|Order: Lepidoptera (le-pid-OP-ter-a) (Info)|
Family: Sphingidae (SFIN-gi-dee) (Info)
Genus: Xylophanes (zy-LOF-ah-nees) (Info)
Species: tersa (TER-sa) (Info)
This bug has been reportedly found in the following regions:
Altamonte Springs, Florida
Bayonet Point, Florida
Bayshore Gardens, Florida
Cape Coral, Florida
Lake City, Florida
Palm Shores, Florida
Pembroke Pines, Florida
Oak Park, Indiana
Roswell, New Mexico
Mooresville, North Carolina
Fruit Hill, Ohio
Murrells Inlet, South Carolina
Fort Worth, Texas
Missouri City, Texas
Roman Forest, Texas
|Positive ||tajataja ||On Oct 4, 2006, tajataja from Lake City, FL
(Zone 8a) wrote:
This evening I was outside taking pictures of my angles trumpets and these moths were all over the flowers, going up in them. WOW I got a picture....
|Negative ||aprilwillis ||On Oct 25, 2006, aprilwillis from Missouri City, TX
(Zone 9a) wrote:
Amazingly interesting cat for such a boring looking adult moth- unfortunately sphinx moths do a lot of damage to ornamentals.
|Positive ||TexasPuddyPrint ||On Nov 12, 2006, TexasPuddyPrint from Edinburg, TX wrote:
I added a photo of both a brown and green tersa sphinx cat. They are good looking cats :o) Our local butterfly parks plant plenty of nectaring and larval host plants so it's always nice to see their efforts paying off :o)
One of the local nurseries calls me up periodically - seems their customers come in with jars of 'worms' they find eating their plants and want to know how to kill them!
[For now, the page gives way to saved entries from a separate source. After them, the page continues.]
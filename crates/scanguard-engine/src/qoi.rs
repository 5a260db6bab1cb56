// crates/scanguard-engine/src/qoi.rs
//
// QOI stream format: 14-byte header, a sequence of pixel chunks, and an
// 8-byte end marker. Chunks are decoded one pixel at a time so the session
// can hand out rows incrementally.

use crate::error::Message;

/// Size of the fixed header.
pub const HEADER_LEN: usize = 14;
/// Stream magic.
pub const MAGIC: [u8; 4] = *b"qoif";
/// Trailing end marker.
pub const END_MARKER: [u8; 8] = [0, 0, 0, 0, 0, 0, 0, 1];
/// Largest accepted image, in pixels.
pub const MAX_PIXELS: u64 = 400_000_000;

const OP_INDEX: u8 = 0x00;
const OP_DIFF: u8 = 0x40;
const OP_LUMA: u8 = 0x80;
const OP_RUN: u8 = 0xc0;
const OP_RGB: u8 = 0xfe;
const OP_RGBA: u8 = 0xff;
const MASK_2: u8 = 0xc0;

/// Parsed stream header.
#[derive(Debug, Clone, Copy, PartialEq, Eq)]
pub(crate) struct Header {
    pub width: u32,
    pub height: u32,
    pub channels: u8,
    pub colorspace: u8,
}

impl Header {
    pub(crate) fn parse(data: &[u8]) -> Result<Header, Message> {
        if data.is_empty() {
            return Err(Message::EmptyInput);
        }
        if let Some(magic) = data.get(..4) {
            if magic != MAGIC {
                return Err(Message::BadMagic {
                    found: [magic[0], magic[1], magic[2], magic[3]],
                });
            }
        }
        let Some(bytes) = data.get(..HEADER_LEN) else {
            return Err(Message::TruncatedHeader {
                available: data.len(),
            });
        };

        let width = u32::from_be_bytes([bytes[4], bytes[5], bytes[6], bytes[7]]);
        let height = u32::from_be_bytes([bytes[8], bytes[9], bytes[10], bytes[11]]);
        let channels = bytes[12];
        let colorspace = bytes[13];

        if !matches!(channels, 3 | 4) {
            return Err(Message::BadChannels(channels));
        }
        if colorspace > 1 {
            return Err(Message::BadColorSpace(colorspace));
        }
        if u64::from(width) * u64::from(height) > MAX_PIXELS {
            return Err(Message::ImageTooLarge { width, height });
        }

        Ok(Header {
            width,
            height,
            channels,
            colorspace,
        })
    }

    pub(crate) fn is_empty(&self) -> bool {
        self.width == 0 || self.height == 0
    }
}

/// RGBA pixel.
pub(crate) type Pixel = [u8; 4];

fn hash(px: Pixel) -> usize {
    let [r, g, b, a] = px;
    (usize::from(r) * 3 + usize::from(g) * 5 + usize::from(b) * 7 + usize::from(a) * 11) % 64
}

/// Chunk decoding cursor.
#[derive(Debug, Clone)]
pub(crate) struct ChunkStream {
    index: [Pixel; 64],
    px: Pixel,
    run: u8,
    pos: usize,
    /// Chunks are never read at or past this offset.
    end: usize,
}

impl ChunkStream {
    pub(crate) fn new(data: &[u8]) -> Self {
        let end = if data.len() >= HEADER_LEN + END_MARKER.len() && data.ends_with(&END_MARKER) {
            data.len() - END_MARKER.len()
        } else {
            data.len()
        };
        ChunkStream {
            index: [[0; 4]; 64],
            px: [0, 0, 0, 255],
            run: 0,
            pos: HEADER_LEN,
            end,
        }
    }

    /// Byte offset of the next unread chunk.
    pub(crate) fn position(&self) -> usize {
        self.pos
    }

    /// Pixels still owed by a run chunk.
    pub(crate) fn pending_run(&self) -> u8 {
        self.run
    }

    fn byte(&mut self, data: &[u8]) -> Option<u8> {
        if self.pos >= self.end {
            return None;
        }
        let b = *data.get(self.pos)?;
        self.pos += 1;
        Some(b)
    }

    /// Decode the next pixel, or `None` when the chunk data runs out.
    pub(crate) fn next_pixel(&mut self, data: &[u8]) -> Option<Pixel> {
        if self.run > 0 {
            self.run -= 1;
            return Some(self.px);
        }

        let op = self.byte(data)?;
        match op {
            OP_RGB => {
                self.px[0] = self.byte(data)?;
                self.px[1] = self.byte(data)?;
                self.px[2] = self.byte(data)?;
            }
            OP_RGBA => {
                self.px[0] = self.byte(data)?;
                self.px[1] = self.byte(data)?;
                self.px[2] = self.byte(data)?;
                self.px[3] = self.byte(data)?;
            }
            _ => match op & MASK_2 {
                OP_INDEX => self.px = self.index[usize::from(op & 0x3f)],
                OP_DIFF => {
                    self.px[0] = self.px[0].wrapping_add(((op >> 4) & 0x03).wrapping_sub(2));
                    self.px[1] = self.px[1].wrapping_add(((op >> 2) & 0x03).wrapping_sub(2));
                    self.px[2] = self.px[2].wrapping_add((op & 0x03).wrapping_sub(2));
                }
                OP_LUMA => {
                    let second = self.byte(data)?;
                    let vg = (op & 0x3f).wrapping_sub(32);
                    self.px[0] = self.px[0]
                        .wrapping_add(vg.wrapping_sub(8).wrapping_add((second >> 4) & 0x0f));
                    self.px[1] = self.px[1].wrapping_add(vg);
                    self.px[2] = self.px[2]
                        .wrapping_add(vg.wrapping_sub(8).wrapping_add(second & 0x0f));
                }
                // OP_RUN: the current pixel now, `run` more later.
                _ => self.run = op & 0x3f,
            },
        }

        self.index[hash(self.px)] = self.px;
        Some(self.px)
    }
}
// src/commands/version.rs

use std::process::ExitCode;
use std::sync::OnceLock;

const VERSION: &str = env!("CARGO_PKG_VERSION");
const DEBUG: &str = env!("VERGEN_CARGO_DEBUG");
const TARGET_TRIPLE: &str = env!("VERGEN_CARGO_TARGET_TRIPLE");
const BUILD_DATE: &str = env!("VERGEN_BUILD_DATE");

fn simplify_target(target: &str) -> String {
    target
        .replace("unknown-", "")
        .replace("-gnu", "")
        .replace("-musl", "")
}

fn profile() -> &'static str {
    if DEBUG == "true" { "debug" } else { "release" }
}

fn make_version_string() -> String {
    // 0.1.0 (debug linux-x86_64, built 2026-02-16)
    format!(
        "{VERSION} ({} {}, built {BUILD_DATE})",
        profile(),
        simplify_target(TARGET_TRIPLE)
    )
}

pub fn version_string() -> &'static str {
    static VERSION_STRING: OnceLock<String> = OnceLock::new();
    VERSION_STRING.get_or_init(make_version_string)
}

pub fn print_version() -> ExitCode {
    println!("scanguard {}", version_string());
    println!("engine: scanguard-engine {VERSION}");
    println!("fiber strategy: corosensei, {} byte default stack", crate::Strategy::DEFAULT_FIBER_STACK);
    ExitCode::SUCCESS
}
Am always puzzled why folks want butterflies in their yard then complain about the 'worms' - it's called the cycle of life.
It's a good thing the guys at the nursery just about have me on speed-dial :o) They call me up and I go collect the caterpillars to raise and release them in my yard.
Will say Tersa cats are voracious eaters and they can strip penta plants to the stem...but the pentas always come back with new foliage :o)
And for all those who raise and release butterflies and moths...we know to always have plenty of the larval host plants on hand :o)
|Positive ||debnes_dfw_tx ||On Apr 27, 2008, debnes_dfw_tx from Fort Worth, TX
(Zone 8a) wrote:
This is some very cool garden character. Sure they do "damage", lol... It's called sustenance! Every caterpillar requires a host plant in order to become a butterfly or moth. The main favorite of the Tersa is Penta, and they are actually quite picky. The cats can always be moved out of the main "show" garden to some potted plants in a less visible location.
These are very fun cats to raise, especially if there are any children around to track the stages with. Their cartoonish faces are way too cute not to love!! When they are ready to pupate they will crawl down into the leaf litter below the plant. This pupa can be collected to await it's emergence. That will generally happen sometime after midnight on about day 10-12. Like the majority of moths, the Tersa Sphinx Moth is nocturnal. They can usually be observed nectaring/pollinating the deep flowers right after dusk. Pollinating such deep flowers makes them a very beneficial character in the garden.
|Positive ||crickett1142 ||On Aug 15, 2009, crickett1142 from Jeffersonville, IN wrote:
I found a yellow one on my rose bush. as not knowing what they was, we came here to see if we could fine one.
|Positive ||LoveForests ||On Mar 1, 2010, LoveForests from Clearwater, FL
(Zone 10a) wrote:
Was sitting outside one late night. They like to rest near an outdoor light on the house. I went to pet his wing while he was resting on the ground and he turned around, started to vibrate his wings real fast and it sounded like a Bee sound, then I got up and moved away slowly and he started to walk after me, following my every move, lol. So I decided to get away from him and go back indoors for the night.
|Positive ||Milly10 ||On Feb 8, 2012, Milly10 from Altamonte Springs, FL wrote:
About a month ago, while weeding around the edges of my lawn, I found a chrysalis of what turned out to be the tersa sphinx. I was surprised to find it just laying in the grass and assumed it must have blown off a tree or bush. I now know that these moths pupate underground or under leaf debris. A day later, perhaps I wouldn't have found it!
I waited patiently for a month with the chrysalis in a glass jar. Finally, two days ago the color changed to a darker brown and this morning the moth eclosed--while I was away from my desk, of course. It was a wonderful experience and several of my coworkers were just as excited as I was to watch its wings dry and its full color appear. When its wings were working, we took the moth outside and released it.